Referring to FIG. 16, the base payout table 200 (FIG. 2) and the table 1500 (FIG. 15) are depicted again to illustrate their use in generating a payout table used to determine a payment amount for a final hand. A payout table 1600 defines a payout ratio for each of a plurality of hand groupings. The entry 208 indicates that a base payout ratio for a “Straight” is “4”, and the entry 1502 indicates that a bonus of from “1” to “2” is added to the base payout ratio of a “Straight” if the initial hand is a “Pair”. Thus if the initial hand is a “Pair” and the (higher) bonus of “2” is selected (e.g., if the player has a low bonus acceptance), then an entry 1602 indicates that a payout ratio of “6” (4+2=6) applies if the final hand is a “Straight”.

Referring to FIG. 17, reference numeral 1700 indicates another embodiment of the step 706 of increasing the payout ratio of the selected hand grouping. In particular, the gaming device selects a desired expected value based on the bonus acceptance of the player, and increases the payout ratio until the expected value of the suboptimum draw strategy is approximately equal to a desired expected value.

The gaming device receives a player identifier (step 1702), such as may be read from a player tracking card. Using the player identifier, the gaming device determines the past bonus acceptance of the identified player (step 1704). For example, the gaming device may transmit the player identifier to the network server 1010 (FIGS. 10 and 11), and the network server 1010 in turn transmits the corresponding bonus acceptance from the player database 1106 (FIG. 11). Those skilled in the art will understand that other criteria may be used besides bonus acceptance.

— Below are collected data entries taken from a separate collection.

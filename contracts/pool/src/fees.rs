use crate::error::Error;
use crate::types::FeeRatio;

/// Currency split computed when the admin closes the pool
#[derive(Clone, Copy, Debug, Eq, PartialEq)]
pub struct FeeSplit {
    /// Sent to the platform (poolbase) payout wallet
    pub poolbase_fee: i128,
    /// Paid to the admin payout wallet, or credited as a contribution
    pub admin_fee: i128,
    /// Sent to the payout target
    pub payout: i128,
}

/// Reject ratios that cannot be applied to a balance
///
/// Each ratio needs a non-zero denominator and must not exceed 1, and the
/// two fees together must not exceed 1 so the payout never goes negative.
pub fn validate_ratios(poolbase_fee: &FeeRatio, admin_fee: &FeeRatio) -> Result<(), Error> {
    validate_ratio(poolbase_fee)?;
    validate_ratio(admin_fee)?;

    // p_num/p_den + a_num/a_den <= 1  <=>  p_num*a_den + a_num*p_den <= p_den*a_den
    let lhs = (poolbase_fee.numerator as u64) * (admin_fee.denominator as u64)
        + (admin_fee.numerator as u64) * (poolbase_fee.denominator as u64);
    let rhs = (poolbase_fee.denominator as u64) * (admin_fee.denominator as u64);
    if lhs > rhs {
        return Err(Error::InvalidParams);
    }
    Ok(())
}

pub fn validate_ratio(ratio: &FeeRatio) -> Result<(), Error> {
    if ratio.denominator == 0 || ratio.numerator > ratio.denominator {
        return Err(Error::InvalidParams);
    }
    Ok(())
}

/// Fee on `total` rounded toward zero
///
/// Formula: fee = floor(total × numerator / denominator)
///
/// Example:
/// - total: 10, ratio: 2/5
/// - fee: 10 × 2 / 5 = 4
pub fn fee_amount(total: i128, ratio: &FeeRatio) -> Result<i128, Error> {
    if ratio.denominator == 0 {
        return Err(Error::InvalidParams);
    }
    total
        .checked_mul(ratio.numerator as i128)
        .ok_or(Error::Overflow)?
        .checked_div(ratio.denominator as i128)
        .ok_or(Error::Overflow)
}

/// Split the pool balance between platform, admin and payout target
///
/// The payout absorbs every rounding remainder, so the currency leaving
/// the pool always sums to `total`:
/// - fee in wei:   poolbase_fee + admin_fee + payout == total
/// - fee in token: poolbase_fee + payout == total (admin_fee is only credited)
pub fn split(
    total: i128,
    poolbase_fee: &FeeRatio,
    admin_fee: &FeeRatio,
    admin_fee_in_wei: bool,
) -> Result<FeeSplit, Error> {
    if total < 0 {
        return Err(Error::InvalidParams);
    }

    let poolbase = fee_amount(total, poolbase_fee)?;
    let admin = fee_amount(total, admin_fee)?;

    let mut payout = total.checked_sub(poolbase).ok_or(Error::Overflow)?;
    if admin_fee_in_wei {
        payout = payout.checked_sub(admin).ok_or(Error::Overflow)?;
    }
    if payout < 0 {
        return Err(Error::InvalidParams);
    }

    Ok(FeeSplit {
        poolbase_fee: poolbase,
        admin_fee: admin,
        payout,
    })
}

#[cfg(test)]
mod tests {
    use super::*;

    fn ratio(numerator: u32, denominator: u32) -> FeeRatio {
        FeeRatio {
            numerator,
            denominator,
        }
    }

    #[test]
    fn test_fee_amount_floors() {
        assert_eq!(fee_amount(10, &ratio(2, 5)).unwrap(), 4);
        assert_eq!(fee_amount(10, &ratio(1, 3)).unwrap(), 3);
        assert_eq!(fee_amount(7, &ratio(1, 2)).unwrap(), 3);
        assert_eq!(fee_amount(0, &ratio(1, 2)).unwrap(), 0);
    }

    #[test]
    fn test_fee_amount_zero_denominator() {
        assert_eq!(fee_amount(10, &ratio(1, 0)), Err(Error::InvalidParams));
    }

    #[test]
    fn test_fee_amount_overflow() {
        assert_eq!(fee_amount(i128::MAX, &ratio(2, 3)), Err(Error::Overflow));
    }

    #[test]
    fn test_split_admin_fee_in_wei() {
        // 10 units, poolbase 2/5, admin 1/2
        let split = split(10, &ratio(2, 5), &ratio(1, 2), true).unwrap();
        assert_eq!(split.poolbase_fee, 4);
        assert_eq!(split.admin_fee, 5);
        assert_eq!(split.payout, 1);
    }

    #[test]
    fn test_split_admin_fee_in_tokens() {
        let split = split(10, &ratio(2, 5), &ratio(1, 2), false).unwrap();
        assert_eq!(split.poolbase_fee, 4);
        assert_eq!(split.admin_fee, 5);
        assert_eq!(split.payout, 6);
    }

    #[test]
    fn test_split_conserves_total() {
        let ratios = [
            (ratio(2, 5), ratio(1, 2)),
            (ratio(1, 3), ratio(1, 3)),
            (ratio(1, 7), ratio(3, 11)),
            (ratio(0, 1), ratio(0, 1)),
            (ratio(1, 1), ratio(0, 9)),
            (ratio(33, 100), ratio(67, 100)),
        ];
        let totals = [0i128, 1, 2, 3, 7, 10, 99, 1_000_003, 123_456_789_012_345];

        for (poolbase, admin) in ratios.iter() {
            validate_ratios(poolbase, admin).unwrap();
            for total in totals.iter() {
                let s = split(*total, poolbase, admin, true).unwrap();
                assert_eq!(s.poolbase_fee + s.admin_fee + s.payout, *total);
                assert!(s.payout >= 0);

                let s = split(*total, poolbase, admin, false).unwrap();
                assert_eq!(s.poolbase_fee + s.payout, *total);
            }
        }
    }

    #[test]
    fn test_validate_ratios() {
        assert!(validate_ratios(&ratio(2, 5), &ratio(1, 2)).is_ok());
        assert!(validate_ratios(&ratio(1, 2), &ratio(1, 2)).is_ok());
        assert_eq!(
            validate_ratios(&ratio(1, 2), &ratio(2, 3)),
            Err(Error::InvalidParams)
        );
        assert_eq!(
            validate_ratios(&ratio(1, 0), &ratio(1, 2)),
            Err(Error::InvalidParams)
        );
        assert_eq!(
            validate_ratios(&ratio(3, 2), &ratio(0, 2)),
            Err(Error::InvalidParams)
        );
    }
}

The gaming device in turn determines whether the bonus acceptance exceeds a predetermined threshold (step 1706). For example, the gaming device may determine whether the bonus acceptance exceeds 50%. If not, then at step 1708 the desired expected value is set to a first expected value (e.g., 95% of the maximum expected value). Otherwise, at step 1710 the desired expected value is set to a second expected value (e.g., 85% of the maximum expected value). The second expected value is typically less than the first expected value and need not be based on the maximum expected value. Thus, players with a low bonus acceptance are provided a greater incentive to accept the currently offered bonus.

Reference numeral 1712 indicates a set of steps for increasing the payout ratio of the selected hand grouping until the expected value of the suboptimum draw strategy is approximately equal to a desired expected value. At step 1714, the payout ratio of the selected hand grouping is increased by one unit. In other embodiments, the payout ratio may be increased by a different amount. The resulting expected value of the suboptimum draw strategy is then calculated (step 1716). If the calculated expected value is greater than the desired expected value (step 1718), then the payout ratio of the selected hand grouping is decreased by one unit (step 1720). If the calculated expected value is less than the predetermined threshold, then the payout ratio is further increased (step 1714) until the desired expected value is exceeded.

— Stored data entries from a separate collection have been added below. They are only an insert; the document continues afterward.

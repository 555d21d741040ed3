use crate::access::AccessRegistry;
use crate::error::Error;
use crate::events::{
    self, ClosedEvent, AdminPoolFeeSetEvent, MaxAllocationChangedEvent, WalletSetEvent,
    ADMIN_PAYOUT_WALLET_SET, ADMIN_POOL_FEE_SET, CLOSED, MAX_ALLOCATION_CHANGED, PAUSE,
    REFUNDS_ENABLED, STATE_RESTORED, UNPAUSE,
};
use crate::fees;
use crate::ledger::ContributionLedger;
use crate::storage::Storage;
use crate::types::{FeeRatio, PoolState, Role};
use soroban_sdk::{log, token, vec, Address, Env, IntoVal, Symbol};

pub struct PoolLifecycle;

impl PoolLifecycle {
    fn require_state(env: &Env, expected: PoolState) -> Result<(), Error> {
        if Storage::get_state(env) != expected {
            return Err(Error::InvalidState);
        }
        Ok(())
    }

    pub fn enable_refunds(env: &Env, admin: &Address) -> Result<(), Error> {
        AccessRegistry::require_role(env, admin, Role::Admin)?;
        Self::require_state(env, PoolState::Active)?;

        Storage::set_state(env, PoolState::Refunding);

        events::pool_event(env, REFUNDS_ENABLED, admin);
        Ok(())
    }

    /// Bouncer-side refund switch; reversible with `emergency_set_state_to_active`
    pub fn emergency_set_state_to_refunding(env: &Env, bouncer: &Address) -> Result<(), Error> {
        AccessRegistry::require_role(env, bouncer, Role::Bouncer)?;
        Self::require_state(env, PoolState::Active)?;

        Storage::set_state(env, PoolState::Refunding);
        Storage::set_emergency_refunding(env, true);

        log!(env, "emergency refunding enabled");
        events::pool_event(env, REFUNDS_ENABLED, bouncer);
        Ok(())
    }

    /// Undo an emergency refunding switch
    ///
    /// Only refunding entered through the emergency path can be undone.
    pub fn emergency_set_state_to_active(env: &Env, bouncer: &Address) -> Result<(), Error> {
        AccessRegistry::require_role(env, bouncer, Role::Bouncer)?;
        Self::require_state(env, PoolState::Refunding)?;

        if !Storage::is_emergency_refunding(env) {
            return Err(Error::InvalidState);
        }

        Storage::set_state(env, PoolState::Active);
        Storage::set_emergency_refunding(env, false);

        events::pool_event(env, STATE_RESTORED, bouncer);
        Ok(())
    }

    pub fn pause(env: &Env, bouncer: &Address) -> Result<(), Error> {
        AccessRegistry::require_role(env, bouncer, Role::Bouncer)?;

        if Storage::is_paused(env) {
            return Err(Error::InvalidPauseState);
        }
        Storage::set_paused(env, true);

        events::pool_event(env, PAUSE, bouncer);
        Ok(())
    }

    pub fn unpause(env: &Env, bouncer: &Address) -> Result<(), Error> {
        AccessRegistry::require_role(env, bouncer, Role::Bouncer)?;

        if !Storage::is_paused(env) {
            return Err(Error::InvalidPauseState);
        }
        Storage::set_paused(env, false);

        events::pool_event(env, UNPAUSE, bouncer);
        Ok(())
    }

    /// Close the pool and pay out its currency balance
    ///
    /// Order of transfers: platform fee, admin fee (when paid in currency),
    /// then the remainder to the payout target. With a selector, the target
    /// is invoked as `selector(pool, amount)` after receiving the funds; a
    /// rejection aborts the whole close.
    pub fn admin_closes_pool(
        env: &Env,
        admin: &Address,
        payout_target: &Option<Address>,
        payout_selector: &Option<Symbol>,
    ) -> Result<(), Error> {
        AccessRegistry::require_role(env, admin, Role::Admin)?;

        if Storage::is_paused(env) {
            return Err(Error::ContractPaused);
        }
        Self::require_state(env, PoolState::Active)?;

        let config = Storage::get_config(env)?;
        let target = payout_target
            .clone()
            .or(config.payout_wallet.clone())
            .ok_or(Error::PayoutWalletNotSet)?;

        let pool = env.current_contract_address();
        let currency = token::Client::new(env, &config.currency);
        let balance = currency.balance(&pool);

        let split = fees::split(
            balance,
            &config.poolbase_fee,
            &config.admin_pool_fee,
            config.is_admin_fee_in_wei,
        )?;

        // State first; every transfer below happens after the pool is closed.
        if !config.is_admin_fee_in_wei {
            ContributionLedger::credit(env, &config.admin_payout_wallet, split.admin_fee)?;
        }
        Storage::set_state(env, PoolState::Closed);

        if split.poolbase_fee > 0 {
            currency.transfer(&pool, &config.poolbase_payout_wallet, &split.poolbase_fee);
        }
        if config.is_admin_fee_in_wei && split.admin_fee > 0 {
            currency.transfer(&pool, &config.admin_payout_wallet, &split.admin_fee);
        }
        if split.payout > 0 {
            currency.transfer(&pool, &target, &split.payout);
        }

        if let Some(selector) = payout_selector {
            let outcome = env.try_invoke_contract::<(), Error>(
                &target,
                selector,
                vec![env, pool.into_val(env), split.payout.into_val(env)],
            );
            if !matches!(outcome, Ok(Ok(()))) {
                return Err(Error::PayoutFailed);
            }
        }

        log!(env, "pool closed, payout {}", split.payout);
        events::publish(
            env,
            CLOSED,
            admin,
            ClosedEvent {
                pool,
                payout_target: target,
                payout_amount: split.payout,
                poolbase_fee: split.poolbase_fee,
                admin_fee: split.admin_fee,
                admin_fee_in_wei: config.is_admin_fee_in_wei,
            },
        );
        Ok(())
    }

    pub fn set_admin_pool_fee(env: &Env, admin: &Address, fee: &FeeRatio) -> Result<(), Error> {
        AccessRegistry::require_role(env, admin, Role::Admin)?;
        Self::require_state(env, PoolState::Active)?;

        let mut config = Storage::get_config(env)?;
        fees::validate_ratios(&config.poolbase_fee, fee)?;
        config.admin_pool_fee = *fee;
        Storage::set_config(env, &config);

        events::publish(
            env,
            ADMIN_POOL_FEE_SET,
            admin,
            AdminPoolFeeSetEvent {
                pool: env.current_contract_address(),
                fee: *fee,
            },
        );
        Ok(())
    }

    pub fn set_admin_payout_wallet(env: &Env, admin: &Address, wallet: &Address) -> Result<(), Error> {
        AccessRegistry::require_role(env, admin, Role::Admin)?;
        Self::require_state(env, PoolState::Active)?;

        let pool = env.current_contract_address();
        if *wallet == pool {
            return Err(Error::InvalidParams);
        }

        let mut config = Storage::get_config(env)?;
        config.admin_payout_wallet = wallet.clone();
        Storage::set_config(env, &config);

        events::publish(
            env,
            ADMIN_PAYOUT_WALLET_SET,
            admin,
            WalletSetEvent {
                pool,
                wallet: wallet.clone(),
            },
        );
        Ok(())
    }

    /// Change the pool cap; 0 removes it
    pub fn set_max_allocation(env: &Env, admin: &Address, max_allocation: i128) -> Result<(), Error> {
        AccessRegistry::require_role(env, admin, Role::Admin)?;
        Self::require_state(env, PoolState::Active)?;

        if max_allocation < 0
            || (max_allocation > 0 && max_allocation < Storage::get_total_raised(env))
        {
            return Err(Error::InvalidParams);
        }

        let mut config = Storage::get_config(env)?;
        config.max_allocation = max_allocation;
        Storage::set_config(env, &config);

        events::publish(
            env,
            MAX_ALLOCATION_CHANGED,
            admin,
            MaxAllocationChangedEvent {
                pool: env.current_contract_address(),
                max_allocation,
            },
        );
        Ok(())
    }
}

Referring again to FIGS. 5 and 7, the process 700 is illustrated with reference to an exemplary initial hand included in the entry 402 comprising Jack-diamonds, Jack-spades, Ten-diamonds, 9-spades, 8-diamonds. This initial hand offers many draw strategies such as holding the pair of jacks (J-d, J-s), holding four cards to the straight (J-d, 10-d, 9-s, 8-d), holding three cards to the straight flush (J-d, T-d, 8-d), and holding two cards to the royal flush (J-d, T-d). After generating this initial hand at step 702, processor 12 selects a hand grouping at step 704, the details of which may be illustrated below with reference to FIGS. 8 and 9.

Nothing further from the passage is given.